My skatepark story

I like to think these days I’m breathing new life into the old phrase, “just skating by.”

Back before a thousand things happened – before a national pandemic, multiple heart attacks and one too many bad breaks, just skating by meant really not trying. It meant settling for less – because I could. I had time. And other options.

Today I know if I want to see my kids just skate by I have to roll. Right. Now.
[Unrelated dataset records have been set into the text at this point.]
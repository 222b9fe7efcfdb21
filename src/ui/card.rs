//! The two visual leaves: an interactive word card, and the collapsed theme
//! row that replaces four cards once their group is solved.
//!
//! A card's display state is projected onto ordinary attributes and classes
//! (`data-index`, `selected`, `disabled`, `shuffling`) and refreshed through
//! an explicit [`Card::render`] call; nothing is cached between renders.

use super::animate::{self, Effect, JUMP_STAGGER_MS};
use crate::engine::{CardState, Color, Game};
use wasm_bindgen::closure::Closure;
use wasm_bindgen::JsCast;
use web_sys::js_sys::Function;
use web_sys::{Document, HtmlBrElement, HtmlDivElement, HtmlElement, Text};

const INDEX_ATTR: &str = "data-index";

#[derive(Clone, Debug)]
pub struct Card(HtmlDivElement);

impl Card {
    /// Creates a fresh, unattached card element.
    pub fn create(document: &Document, index: usize) -> Self {
        let el: HtmlDivElement = document
            .create_element("div")
            .expect("create div")
            .unchecked_into();
        let _ = el.class_list().add_1("card");
        let card = Self(el);
        card.set_index(index);
        card
    }

    pub fn from_element(el: HtmlDivElement) -> Self {
        Self(el)
    }

    pub fn element(&self) -> &HtmlDivElement {
        &self.0
    }

    /// The card's logical puzzle index, re-read from the live attribute so
    /// swapped-in clones report their adopted position.
    pub fn index(&self) -> Option<usize> {
        self.0.get_attribute(INDEX_ATTR)?.parse().ok()
    }

    pub fn set_index(&self, index: usize) {
        let _ = self.0.set_attribute(INDEX_ATTR, &index.to_string());
    }

    pub fn selected(&self) -> bool {
        self.0.class_list().contains("selected")
    }

    pub fn set_selected(&self, selected: bool) {
        let list = self.0.class_list();
        let _ = if selected {
            list.add_1("selected")
        } else {
            list.remove_1("selected")
        };
    }

    pub fn disabled(&self) -> bool {
        self.0.class_list().contains("disabled")
    }

    pub fn set_disabled(&self, disabled: bool) {
        let list = self.0.class_list();
        let _ = if disabled {
            list.add_1("disabled")
        } else {
            list.remove_1("disabled")
        };
    }

    pub fn set_shuffling(&self, shuffling: bool) {
        let list = self.0.class_list();
        let _ = if shuffling {
            list.add_1("shuffling")
        } else {
            list.remove_1("shuffling")
        };
    }

    /// Re-pulls word text and selection state for this card's index.
    pub fn render(&self, game: &Game) {
        let Some(index) = self.index() else { return };
        let view = game.card(index);
        self.0.set_text_content(Some(view.word));
        self.set_selected(view.state == CardState::Selected);
    }

    pub fn on_click(&self, f: impl FnMut() + 'static) {
        let f: Function = Closure::<dyn FnMut()>::new(f).into_js_value().into();
        let _ = self.0.add_event_listener_with_callback("click", &f);
    }

    /// Deep-clones the element, listeners excluded.
    pub fn deep_clone(&self) -> Self {
        let node = self.0.clone_node_with_deep(true).expect("clone card node");
        Self(node.unchecked_into())
    }

    pub fn replace_with(&self, other: &Card) {
        let _ = self.0.replace_with_with_node_1(&other.0);
    }

    pub fn remove(&self) {
        self.0.remove();
    }

    pub fn shake(&self) {
        animate::play(&self.0, Effect::Shake);
    }

    /// Pop animation that yields after a fixed stagger, letting the next
    /// card start while this one is still in the air.
    pub async fn jump(&self) {
        animate::play_staggered(&self.0, Effect::Jump, JUMP_STAGGER_MS).await;
    }

    /// Pop animation awaited to completion; the last card of a selection
    /// uses this so the guess check never races a running animation.
    pub async fn jump_last(&self) {
        animate::play_through(&self.0, Effect::Jump).await;
    }
}

/// The collapsed representation of a solved group: theme name in bold over
/// its four words, tagged with the group color. Built once, never mutated.
pub struct ThemeSet(HtmlDivElement);

impl ThemeSet {
    pub fn build(document: &Document, game: &Game, color: Color) -> Self {
        let (theme, words) = game.matched_text(color);
        let el: HtmlDivElement = document
            .create_element("div")
            .expect("create div")
            .unchecked_into();
        let bold: HtmlElement = document
            .create_element("b")
            .expect("create b")
            .unchecked_into();
        bold.set_text_content(Some(theme));
        let newline: HtmlBrElement = document
            .create_element("br")
            .expect("create br")
            .unchecked_into();
        let text = Text::new_with_data(&words).expect("create text node");
        let _ = el.append_with_node_3(&bold, &newline, &text);
        let _ = el.class_list().add_2("theme-set", color.as_str());
        Self(el)
    }

    pub fn element(&self) -> &HtmlDivElement {
        &self.0
    }
}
My name is Marie Ryan and I’m the last person on earth to be chief defender and planner of a multi-thousand-dollar skate park in Irmo, South Carolina. But it’s just one of the things I’d never thought I’d be doing at this point in my life. At 43 years old, a wife and mom of six, I’ve been living with a diagnosis of heart failure for five years. During that time, I’ve had two major heart attacks. So, the prognosis is not good. But focusing on getting this park built has truly helped.

And so, I roll on.

Irmo is not my hometown. I’m a California girl and grew up in a place where surfing and skateboarding are as natural as breathing. I think that’s maybe why I’m the one pushing for this project. But the idea was born simply out of a desire for convenience: I was sick (literally) and tired of driving my teenager 45 minutes across town to the closest skatepark. I wanted off the Interstate and out of my car, and I wanted my son forming bonds and close relationships with the kids in our own community. The more I thought about it, the more I realized, I really want our town to have a positive, central showcase – a place for teenagers like mine that don’t necessarily shine in team sports to show off their unique talents and craft in a safe, athletic, family-friendly environment.

And so, if not wings necessarily, the skatepark idea took on wheels.

I want my kids – their friends, my beloved community – to know I think they’re worth the effort. I want my children to see their mom dreaming big. I’m also so inspired by the support and encouragement this project is receiving. Everything we read and see in the news these days is bad and biased. But not here. Here, people of all races and political backgrounds find ways to work together and try to find a way to “yes” – to build our community up for everyone’s sake. I love that my kids get to see this goodness.

In a way, I think, this project is saving my life a little every day. I’ve had many significant and really scary health setbacks. But working on the skatepark is life-affirming. I want to see this park finished.

Right now, that’s a pretty big goal and there’s no skating by that.